In United States ex rel. Watson v. King-Vassel et al., filed in the U.S. District Court for the Eastern District of Wisconsin, the complaint alleged that defendant Dr. Jennifer King-Vassel violated the Federal False Claims Act and Wisconsin False Claims Law by prescribing medications to a minor patient receiving Medicaid assistance for off-label purposes – that is, for purposes other than the specific ones for which the Food and Drug Administration has authorized use. The complaint also alleged that the company that employed Dr. King-Vassel was liable under a theory of respondeat superior.

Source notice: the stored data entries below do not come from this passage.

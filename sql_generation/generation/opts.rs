use std::{fmt::Display, ops::Range};

use garde::Validate;
use schemars::JsonSchema;
use serde::{Deserialize, Serialize};

/// Trait used to provide context to generation functions
pub trait GenerationContext {
    fn opts(&self) -> &Opts;
}

#[derive(Debug, Default, Clone, PartialEq, Serialize, Deserialize, JsonSchema, Validate)]
#[serde(deny_unknown_fields, default)]
pub struct Opts {
    #[garde(dive)]
    pub table: TableOpts,
    #[garde(dive)]
    pub value: ValueOpts,
    #[garde(dive)]
    pub insert: InsertOpts,
    #[garde(dive)]
    pub mutation: MutationOpts,
}

#[derive(Debug, Clone, PartialEq, Serialize, Deserialize, JsonSchema, Validate)]
#[serde(deny_unknown_fields, default)]
pub struct TableOpts {
    /// Range of numbers of columns to generate
    #[garde(custom(range_struct_min(1)))]
    pub column_range: Range<u32>,
    /// Range of declared `CHAR(n)` lengths
    #[garde(custom(range_struct_min(1)))]
    pub char_len_range: Range<u32>,
}

impl Default for TableOpts {
    fn default() -> Self {
        Self {
            // 1 to 10 columns
            column_range: 1..11,
            // CHAR(1) to CHAR(100)
            char_len_range: 1..101,
        }
    }
}

#[derive(Debug, Clone, PartialEq, Serialize, Deserialize, JsonSchema, Validate)]
#[serde(deny_unknown_fields, default)]
pub struct ValueOpts {
    /// Smallest generated integer, inclusive
    #[garde(custom(not_greater_than(&self.int_max)))]
    pub int_min: i64,
    /// Largest generated integer, inclusive
    #[garde(skip)]
    pub int_max: i64,
    /// Range of generated floats
    #[garde(custom(non_empty_float_range))]
    pub float_range: Range<f64>,
}

impl Default for ValueOpts {
    fn default() -> Self {
        Self {
            int_min: -(1 << 31) - 1,
            int_max: 1 << 31,
            float_range: 0.0..60.0,
        }
    }
}

#[derive(Debug, Clone, PartialEq, Serialize, Deserialize, JsonSchema, Validate)]
#[serde(deny_unknown_fields, default)]
pub struct InsertOpts {
    /// Range of numbers of rows inserted when populating a table
    #[garde(custom(range_struct_min(1)))]
    pub row_range: Range<u32>,
}

impl Default for InsertOpts {
    fn default() -> Self {
        Self { row_range: 1..101 }
    }
}

#[derive(Debug, Clone, PartialEq, Serialize, Deserialize, JsonSchema, Validate)]
#[serde(deny_unknown_fields, default)]
pub struct MutationOpts {
    /// Number of mutation statements issued by a mutating scenario
    #[garde(skip)]
    pub count: u32,
    /// Chance that a mutation is a delete rather than an update, for
    /// scenarios that issue deletes at all
    #[garde(range(min = 0.0, max = 1.0))]
    pub delete_probability: f64,
    /// How many (row, pivot) pairs are tried before a mutation is skipped
    /// because no row can be targeted unambiguously.
    #[garde(range(min = 1))]
    pub pivot_attempts: u32,
}

impl Default for MutationOpts {
    fn default() -> Self {
        Self {
            count: 50,
            delete_probability: 0.3,
            pivot_attempts: 32,
        }
    }
}

fn range_struct_min<T: PartialOrd + Display>(
    min: T,
) -> impl FnOnce(&Range<T>, &()) -> garde::Result {
    move |value, _| {
        if value.start < min {
            return Err(garde::Error::new(format!(
                "range start `{}` is smaller than {min}",
                value.start
            )));
        } else if value.end <= value.start {
            return Err(garde::Error::new(format!(
                "range `{}..{}` is empty",
                value.start, value.end
            )));
        }
        Ok(())
    }
}

fn non_empty_float_range(value: &Range<f64>, _: &()) -> garde::Result {
    if !value.start.is_finite() || !value.end.is_finite() || value.start >= value.end {
        return Err(garde::Error::new(format!(
            "range `{}..{}` is empty or not finite",
            value.start, value.end
        )));
    }
    Ok(())
}

/// Value of field must not exceed another field in the struct
fn not_greater_than<T: PartialOrd + Display>(
    max: &T,
) -> impl FnOnce(&T, &()) -> garde::Result + '_ {
    move |value, _| {
        if value > max {
            return Err(garde::Error::new(format!(
                "`{value}` is bigger than `{max}`"
            )));
        }
        Ok(())
    }
}
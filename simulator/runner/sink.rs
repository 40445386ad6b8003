use std::{
    path::{Path, PathBuf},
    time::Instant,
};

use crate::profiles::Timeouts;

use super::process::DriverError;

/// The file the engine appends result sets to.
#[derive(Debug, Clone)]
pub struct OutputSink {
    path: PathBuf,
}

impl OutputSink {
    pub fn new(db: &Path, file_name: &str) -> Self {
        Self {
            path: db.join(file_name),
        }
    }

    pub fn path(&self) -> &Path {
        &self.path
    }

    /// Empties the sink so the next read only sees the next round's output.
    pub fn truncate(&self) -> Result<(), DriverError> {
        std::fs::File::create(&self.path)?;
        Ok(())
    }

    pub fn read_lines(&self) -> Result<Vec<String>, DriverError> {
        match std::fs::read_to_string(&self.path) {
            Ok(content) => Ok(content.lines().map(str::to_string).collect()),
            Err(err) if err.kind() == std::io::ErrorKind::NotFound => Ok(vec![]),
            Err(err) => Err(err.into()),
        }
    }

    fn len(&self) -> Result<u64, DriverError> {
        match std::fs::metadata(&self.path) {
            Ok(metadata) => Ok(metadata.len()),
            Err(err) if err.kind() == std::io::ErrorKind::NotFound => Ok(0),
            Err(err) => Err(err.into()),
        }
    }

    /// Waits until the sink holds at least `expected` lines and has not
    /// changed for the quiet period.
    ///
    /// When the timeout expires on a sink that is stable but short, its lines
    /// are returned anyway: a missing row is the comparator's to report. A
    /// sink that stayed empty, or is still being written at the deadline, is
    /// a timeout.
    pub fn wait_for_lines(
        &self,
        expected: usize,
        timeouts: &Timeouts,
    ) -> Result<Vec<String>, DriverError> {
        let start = Instant::now();
        let mut last_len = self.len()?;
        let mut stable_since = Instant::now();
        loop {
            std::thread::sleep(timeouts.poll_interval());
            let len = self.len()?;
            if len != last_len {
                last_len = len;
                stable_since = Instant::now();
            } else if stable_since.elapsed() >= timeouts.sink_quiet() {
                let lines = self.read_lines()?;
                if lines.len() >= expected {
                    return Ok(lines);
                }
            }

            if start.elapsed() >= timeouts.sink_timeout() {
                let lines = self.read_lines()?;
                let settled = stable_since.elapsed() >= timeouts.sink_quiet();
                if lines.is_empty() || !settled {
                    return Err(DriverError::SinkTimeout {
                        expected,
                        actual: lines.len(),
                        timeout: timeouts.sink_timeout(),
                    });
                }
                tracing::warn!(
                    expected,
                    actual = lines.len(),
                    "output sink is short, comparing what the engine wrote"
                );
                return Ok(lines);
            }
        }
    }
}

#[cfg(test)]
mod tests {
    use std::io::Write;

    use super::*;

    fn timeouts() -> Timeouts {
        Timeouts {
            poll_interval_ms: 5,
            sink_timeout_ms: 200,
            sink_quiet_ms: 20,
            ..Timeouts::default()
        }
    }

    #[test]
    fn truncate_clears_previous_rounds() {
        let dir = tempfile::tempdir().unwrap();
        let sink = OutputSink::new(dir.path(), "output.txt");
        assert!(sink.read_lines().unwrap().is_empty());

        std::fs::write(sink.path(), "| i0 |\n| 1 |\n").unwrap();
        assert_eq!(sink.read_lines().unwrap(), vec!["| i0 |", "| 1 |"]);

        sink.truncate().unwrap();
        assert!(sink.read_lines().unwrap().is_empty());
    }

    #[test]
    fn waits_for_late_writes() {
        let dir = tempfile::tempdir().unwrap();
        let sink = OutputSink::new(dir.path(), "output.txt");
        sink.truncate().unwrap();

        let path = sink.path().to_path_buf();
        let writer = std::thread::spawn(move || {
            let mut file = std::fs::OpenOptions::new().append(true).open(path).unwrap();
            for line in ["| i0 |", "| 1 |", "| 2 |"] {
                std::thread::sleep(std::time::Duration::from_millis(10));
                writeln!(file, "{line}").unwrap();
            }
        });

        let lines = sink.wait_for_lines(3, &timeouts()).unwrap();
        writer.join().unwrap();
        assert_eq!(lines, vec!["| i0 |", "| 1 |", "| 2 |"]);
    }

    #[test]
    fn short_sink_is_returned_after_the_timeout() {
        let dir = tempfile::tempdir().unwrap();
        let sink = OutputSink::new(dir.path(), "output.txt");
        std::fs::write(sink.path(), "| i0 |\n").unwrap();
        assert_eq!(sink.wait_for_lines(5, &timeouts()).unwrap(), vec!["| i0 |"]);
    }

    #[test]
    fn empty_sink_times_out() {
        let dir = tempfile::tempdir().unwrap();
        let sink = OutputSink::new(dir.path(), "output.txt");
        assert!(matches!(
            sink.wait_for_lines(1, &timeouts()),
            Err(DriverError::SinkTimeout { expected: 1, .. })
        ));
    }

    #[test]
    fn growing_sink_times_out() {
        let dir = tempfile::tempdir().unwrap();
        let sink = OutputSink::new(dir.path(), "output.txt");
        sink.truncate().unwrap();

        let path = sink.path().to_path_buf();
        let stop = std::sync::Arc::new(std::sync::atomic::AtomicBool::new(false));
        let writer = {
            let stop = stop.clone();
            std::thread::spawn(move || {
                let mut file = std::fs::OpenOptions::new().append(true).open(path).unwrap();
                while !stop.load(std::sync::atomic::Ordering::Relaxed) {
                    writeln!(file, "| 1 |").unwrap();
                    std::thread::sleep(std::time::Duration::from_millis(1));
                }
            })
        };

        let start = Instant::now();
        let result = sink.wait_for_lines(1_000_000, &timeouts());
        let elapsed = start.elapsed();
        stop.store(true, std::sync::atomic::Ordering::Relaxed);
        writer.join().unwrap();

        assert!(
            elapsed < std::time::Duration::from_secs(1),
            "waited {elapsed:?} on a 200ms sink timeout"
        );
        assert!(
            matches!(result, Err(DriverError::SinkTimeout { actual, .. }) if actual > 0),
            "{result:?}"
        );
    }
}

On October 23, 2012, the court granted summary judgment to the defendants on the ground that there was no specific allegation that Dr. King-Vassel had submitted a Medicaid claim (or made any other false claim) specifically arising from the prescription of the medication in question, and on the ground that Dr. King-Vassel was actually an independent contractor, and not an employee, of the corporate defendant.

The Watson case was clearly resolved in the way it was because of specific deficiencies in the pleadings and proof in that case, and the court’s order dismissing the case was also highly critical of ethically questionable behavior committed by the relator as a means of creating and supporting the qui tam case. Nevertheless, the case raises the specter of a whole new series of legal actions that appear likely to arise from off-label use of FDA-approved medications.

We have written before about the massive fines paid by pharmaceutical companies for promotion of off-label use of medications. The Watson case focuses on a whole other universe of potential deep-pocket defendants: medical professionals and institutions involved in the prescription of the medications in question. Notwithstanding the dismissal of the Watson case, its operative theory – that a Medicaid claim relating to off-label use of a medication may constitute a false claim – may still be viable, though it is largely untested. Going forward, in any case in which a medical professional or institution faces civil or criminal legal action based on such a theory, counsel will have to scrutinize carefully whether the claims on which liability purports to be based truly fall within the scope of the false claims statute.